[Items listed in a dataset]
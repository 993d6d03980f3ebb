//! Textual crawl-state checkpoint.
//!
//! One record per line, whitespace-separated key/value pairs:
//!
//! ```text
//! root 100 objectid 12c offset 0 min_transid 0 max_transid a started 688df2a0 start_ts 2026-08-02-12-00-00
//! ```
//!
//! Numerics are hexadecimal on both sides. Blank lines are permitted.
//! Records whose `max_transid` is zero are omitted on write (the
//! crawler never opened a window). `u64::MAX` sentinels are repaired on
//! read with a warning: such values would otherwise create crawlers
//! that overflow their window arithmetic. The legacy key names
//! `gen_current`/`gen_next` are still accepted, and take precedence
//! over `min_transid`/`max_transid` when a record carries both.
//! `start_ts` is advisory and ignored by the reader.

use chrono::{Local, TimeZone};
use std::collections::HashMap;
use std::fmt::Write as _;
use std::fs;
use std::io;
use std::path::Path;
use sweep_error::{Result, SweepError};
use sweep_types::{CrawlState, RootId};
use tracing::{debug, warn};

/// Fixed name of the checkpoint, relative to the daemon state directory.
pub const STATE_FILE_NAME: &str = "beescrawl.dat";

/// Sentinel repairs performed while parsing.
#[derive(Debug, Clone, Copy, Default, PartialEq, Eq)]
pub struct RepairStats {
    pub bad_min_transid: u64,
    pub bad_max_transid: u64,
}

impl RepairStats {
    #[must_use]
    pub fn total(&self) -> u64 {
        self.bad_min_transid + self.bad_max_transid
    }
}

/// `YYYY-MM-DD-HH-MM-SS` in local time, for the advisory `start_ts`.
#[must_use]
pub fn format_timestamp(secs: u64) -> String {
    let secs = i64::try_from(secs).unwrap_or(0);
    match Local.timestamp_opt(secs, 0) {
        chrono::LocalResult::Single(ts) | chrono::LocalResult::Ambiguous(ts, _) => {
            ts.format("%Y-%m-%d-%H-%M-%S").to_string()
        }
        chrono::LocalResult::None => "1970-01-01-00-00-00".to_owned(),
    }
}

/// Render the records for `states`, skipping crawlers that never opened
/// a window.
#[must_use]
pub fn render_states<'a>(states: impl IntoIterator<Item = &'a CrawlState>) -> String {
    let mut out = String::new();
    for state in states {
        if state.max_transid == 0 {
            continue;
        }
        let _ = writeln!(
            out,
            "root {:x} objectid {:x} offset {:x} min_transid {:x} max_transid {:x} started {:x} start_ts {}",
            state.root.0,
            state.objectid,
            state.offset,
            state.min_transid,
            state.max_transid,
            state.started,
            format_timestamp(state.started),
        );
    }
    out
}

fn parse_hex(value: &str) -> Option<u64> {
    let value = value.strip_prefix("0x").unwrap_or(value);
    u64::from_str_radix(value, 16).ok()
}

fn record_error(line: usize, detail: impl Into<String>) -> SweepError {
    SweepError::State {
        line,
        detail: detail.into(),
    }
}

/// Parse a whole state file. Structurally malformed records are errors;
/// impossible values are repaired and counted.
pub fn parse_states(data: &str) -> Result<(Vec<CrawlState>, RepairStats)> {
    let mut states = Vec::new();
    let mut repairs = RepairStats::default();

    for (index, raw_line) in data.lines().enumerate() {
        let line_no = index + 1;
        let line = raw_line.trim();
        if line.is_empty() {
            continue;
        }
        debug!(target: "sweep::state", line_no, line, "read state record");

        let words: Vec<&str> = line.split_whitespace().collect();
        if words.len() % 2 != 0 {
            return Err(record_error(line_no, "odd token count"));
        }
        let mut fields: HashMap<&str, &str> = HashMap::new();
        for pair in words.chunks_exact(2) {
            if fields.insert(pair[0], pair[1]).is_some() {
                return Err(record_error(line_no, format!("duplicate key '{}'", pair[0])));
            }
        }

        let numeric = |key: &str| -> Result<Option<u64>> {
            fields
                .get(key)
                .map(|value| {
                    parse_hex(value)
                        .ok_or_else(|| record_error(line_no, format!("bad value for '{key}'")))
                })
                .transpose()
        };
        let required = |key: &str| -> Result<u64> {
            numeric(key)?.ok_or_else(|| record_error(line_no, format!("missing key '{key}'")))
        };

        // The legacy key names win over the new ones when a record
        // somehow carries both.
        let mut state = CrawlState {
            root: RootId(required("root")?),
            objectid: required("objectid")?,
            offset: required("offset")?,
            min_transid: match numeric("gen_current")? {
                Some(value) => value,
                None => required("min_transid")?,
            },
            max_transid: match numeric("gen_next")? {
                Some(value) => value,
                None => required("max_transid")?,
            },
            started: numeric("started")?.unwrap_or_else(sweep_crawl::now_secs),
        };

        if state.min_transid == u64::MAX {
            warn!(
                target: "sweep::state",
                root = %state.root,
                "bad min_transid in state file, resetting to 0"
            );
            state.min_transid = 0;
            repairs.bad_min_transid += 1;
        }
        if state.max_transid == u64::MAX {
            warn!(
                target: "sweep::state",
                root = %state.root, min_transid = state.min_transid,
                "bad max_transid in state file, resetting to min_transid"
            );
            state.max_transid = state.min_transid;
            repairs.bad_max_transid += 1;
        }

        states.push(state);
    }

    Ok((states, repairs))
}

/// Write the state file atomically: temp file, fsync, rename.
pub fn save_to<'a>(dir: &Path, states: impl IntoIterator<Item = &'a CrawlState>) -> Result<()> {
    let body = render_states(states);
    let tmp_path = dir.join(format!("{STATE_FILE_NAME}.tmp"));
    let final_path = dir.join(STATE_FILE_NAME);

    {
        use std::io::Write as _;
        let mut file = fs::File::create(&tmp_path)?;
        file.write_all(body.as_bytes())?;
        file.sync_all()?;
    }
    fs::rename(&tmp_path, &final_path)?;
    Ok(())
}

/// Load the state file from `dir`. A missing file is a clean cold
/// start, not an error.
pub fn load_from(dir: &Path) -> Result<Option<(Vec<CrawlState>, RepairStats)>> {
    let path = dir.join(STATE_FILE_NAME);
    let data = match fs::read_to_string(&path) {
        Ok(data) => data,
        Err(err) if err.kind() == io::ErrorKind::NotFound => return Ok(None),
        Err(err) => return Err(err.into()),
    };
    parse_states(&data).map(Some)
}

#[cfg(test)]
mod tests {
    use super::*;
    use proptest::prelude::*;

    fn state(root: u64, objectid: u64, offset: u64, min: u64, max: u64, started: u64) -> CrawlState {
        CrawlState {
            root: RootId(root),
            objectid,
            offset,
            min_transid: min,
            max_transid: max,
            started,
        }
    }

    #[test]
    fn round_trips_one_record() {
        let original = state(256, 300, 4096, 5, 10, 1_700_000_000);
        let rendered = render_states([&original]);
        let (parsed, repairs) = parse_states(&rendered).unwrap();
        assert_eq!(parsed, vec![original]);
        assert_eq!(repairs.total(), 0);
    }

    #[test]
    fn numerics_are_hex() {
        let rendered = render_states([&state(256, 300, 0, 0, 10, 0)]);
        // 256 -> 100, 300 -> 12c, 10 -> a.
        assert!(rendered.contains("root 100 "), "{rendered}");
        assert!(rendered.contains("objectid 12c "), "{rendered}");
        assert!(rendered.contains("max_transid a "), "{rendered}");
    }

    #[test]
    fn window_never_opened_is_omitted() {
        let rendered = render_states([&state(256, 0, 0, 0, 0, 0)]);
        assert!(rendered.is_empty());
    }

    #[test]
    fn blank_lines_are_permitted() {
        let data = "\n\nroot 100 objectid 0 offset 0 min_transid 0 max_transid a\n\n";
        let (parsed, _) = parse_states(data).unwrap();
        assert_eq!(parsed.len(), 1);
        assert_eq!(parsed[0].max_transid, 10);
    }

    #[test]
    fn legacy_keys_are_accepted() {
        let data = "root 100 objectid 0 offset 0 gen_current 5 gen_next a started 1\n";
        let (parsed, _) = parse_states(data).unwrap();
        assert_eq!(parsed[0].min_transid, 5);
        assert_eq!(parsed[0].max_transid, 10);
    }

    #[test]
    fn legacy_keys_win_over_new_names() {
        let data = "root 100 objectid 0 offset 0 gen_current 5 gen_next a \
                    min_transid 2 max_transid 3 started 1\n";
        let (parsed, _) = parse_states(data).unwrap();
        assert_eq!(parsed[0].min_transid, 5);
        assert_eq!(parsed[0].max_transid, 10);
    }

    #[test]
    fn sentinel_values_are_repaired() {
        let data = format!(
            "root 100 objectid 0 offset 0 min_transid {:x} max_transid {:x} started 1\n",
            u64::MAX,
            u64::MAX
        );
        let (parsed, repairs) = parse_states(&data).unwrap();
        assert_eq!(parsed[0].min_transid, 0);
        assert_eq!(parsed[0].max_transid, 0);
        assert_eq!(repairs.bad_min_transid, 1);
        assert_eq!(repairs.bad_max_transid, 1);
    }

    #[test]
    fn bad_max_resets_to_repaired_min() {
        let data = format!(
            "root 100 objectid 0 offset 0 min_transid 7 max_transid {:x} started 1\n",
            u64::MAX
        );
        let (parsed, repairs) = parse_states(&data).unwrap();
        assert_eq!(parsed[0].min_transid, 7);
        assert_eq!(parsed[0].max_transid, 7);
        assert_eq!(repairs.bad_min_transid, 0);
        assert_eq!(repairs.bad_max_transid, 1);
    }

    #[test]
    fn repaired_file_resaves_stably() {
        let data = format!(
            "root 100 objectid 0 offset 0 min_transid 7 max_transid {:x} started 1\n",
            u64::MAX
        );
        let (repaired, _) = parse_states(&data).unwrap();
        let rendered = render_states(&repaired);
        let (again, repairs) = parse_states(&rendered).unwrap();
        assert_eq!(repaired, again);
        assert_eq!(repairs.total(), 0);
    }

    #[test]
    fn malformed_records_are_errors() {
        assert!(parse_states("root 100 objectid\n").is_err());
        assert!(parse_states("root 100 root 100\n").is_err());
        assert!(parse_states("root zz\n").is_err());
        assert!(parse_states("objectid 0 offset 0 min_transid 0 max_transid a\n").is_err());
    }

    #[test]
    fn start_ts_is_ignored_on_read() {
        let data = "root 100 objectid 0 offset 0 min_transid 0 max_transid a start_ts 2026-08-02-12-00-00\n";
        let (parsed, _) = parse_states(data).unwrap();
        assert_eq!(parsed[0].root, RootId(256));
    }

    #[test]
    fn save_and_load_directory_round_trip() {
        let dir = tempfile::tempdir().unwrap();
        let states = vec![
            state(256, 300, 0, 0, 10, 77),
            state(257, 0, 0, 10, 12, 78),
        ];
        save_to(dir.path(), &states).unwrap();
        let (loaded, repairs) = load_from(dir.path()).unwrap().unwrap();
        assert_eq!(loaded, states);
        assert_eq!(repairs.total(), 0);
    }

    #[test]
    fn missing_file_is_cold_start() {
        let dir = tempfile::tempdir().unwrap();
        assert!(load_from(dir.path()).unwrap().is_none());
    }

    proptest! {
        #[test]
        fn parse_inverts_render(
            root in 1_u64..1 << 48,
            objectid in 0_u64..u64::MAX - 1,
            offset in 0_u64..u64::MAX - 1,
            min in 0_u64..u64::MAX - 1,
            window in 1_u64..1 << 32,
            started in 0_u64..4_000_000_000,
        ) {
            let max = min.saturating_add(window).min(u64::MAX - 1);
            let original = state(root, objectid, offset, min, max, started);
            let (parsed, repairs) = parse_states(&render_states([&original])).unwrap();
            prop_assert_eq!(parsed, vec![original]);
            prop_assert_eq!(repairs.total(), 0);
        }
    }
}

Exercise instructions:
Retype only the stretch of lines above starting at the one with "assert_eq!(parsed[0].root, RootId(256));" and stopping at the one with "let max = min.saturating_add(window).min(u64::MAX", exactly as written, with both kept.

Exercise answer:
        assert_eq!(parsed[0].root, RootId(256));
    }

    #[test]
    fn save_and_load_directory_round_trip() {
        let dir = tempfile::tempdir().unwrap();
        let states = vec![
            state(256, 300, 0, 0, 10, 77),
            state(257, 0, 0, 10, 12, 78),
        ];
        save_to(dir.path(), &states).unwrap();
        let (loaded, repairs) = load_from(dir.path()).unwrap().unwrap();
        assert_eq!(loaded, states);
        assert_eq!(repairs.total(), 0);
    }

    #[test]
    fn missing_file_is_cold_start() {
        let dir = tempfile::tempdir().unwrap();
        assert!(load_from(dir.path()).unwrap().is_none());
    }

    proptest! {
        #[test]
        fn parse_inverts_render(
            root in 1_u64..1 << 48,
            objectid in 0_u64..u64::MAX - 1,
            offset in 0_u64..u64::MAX - 1,
            min in 0_u64..u64::MAX - 1,
            window in 1_u64..1 << 32,
            started in 0_u64..4_000_000_000,
        ) {
            let max = min.saturating_add(window).min(u64::MAX - 1);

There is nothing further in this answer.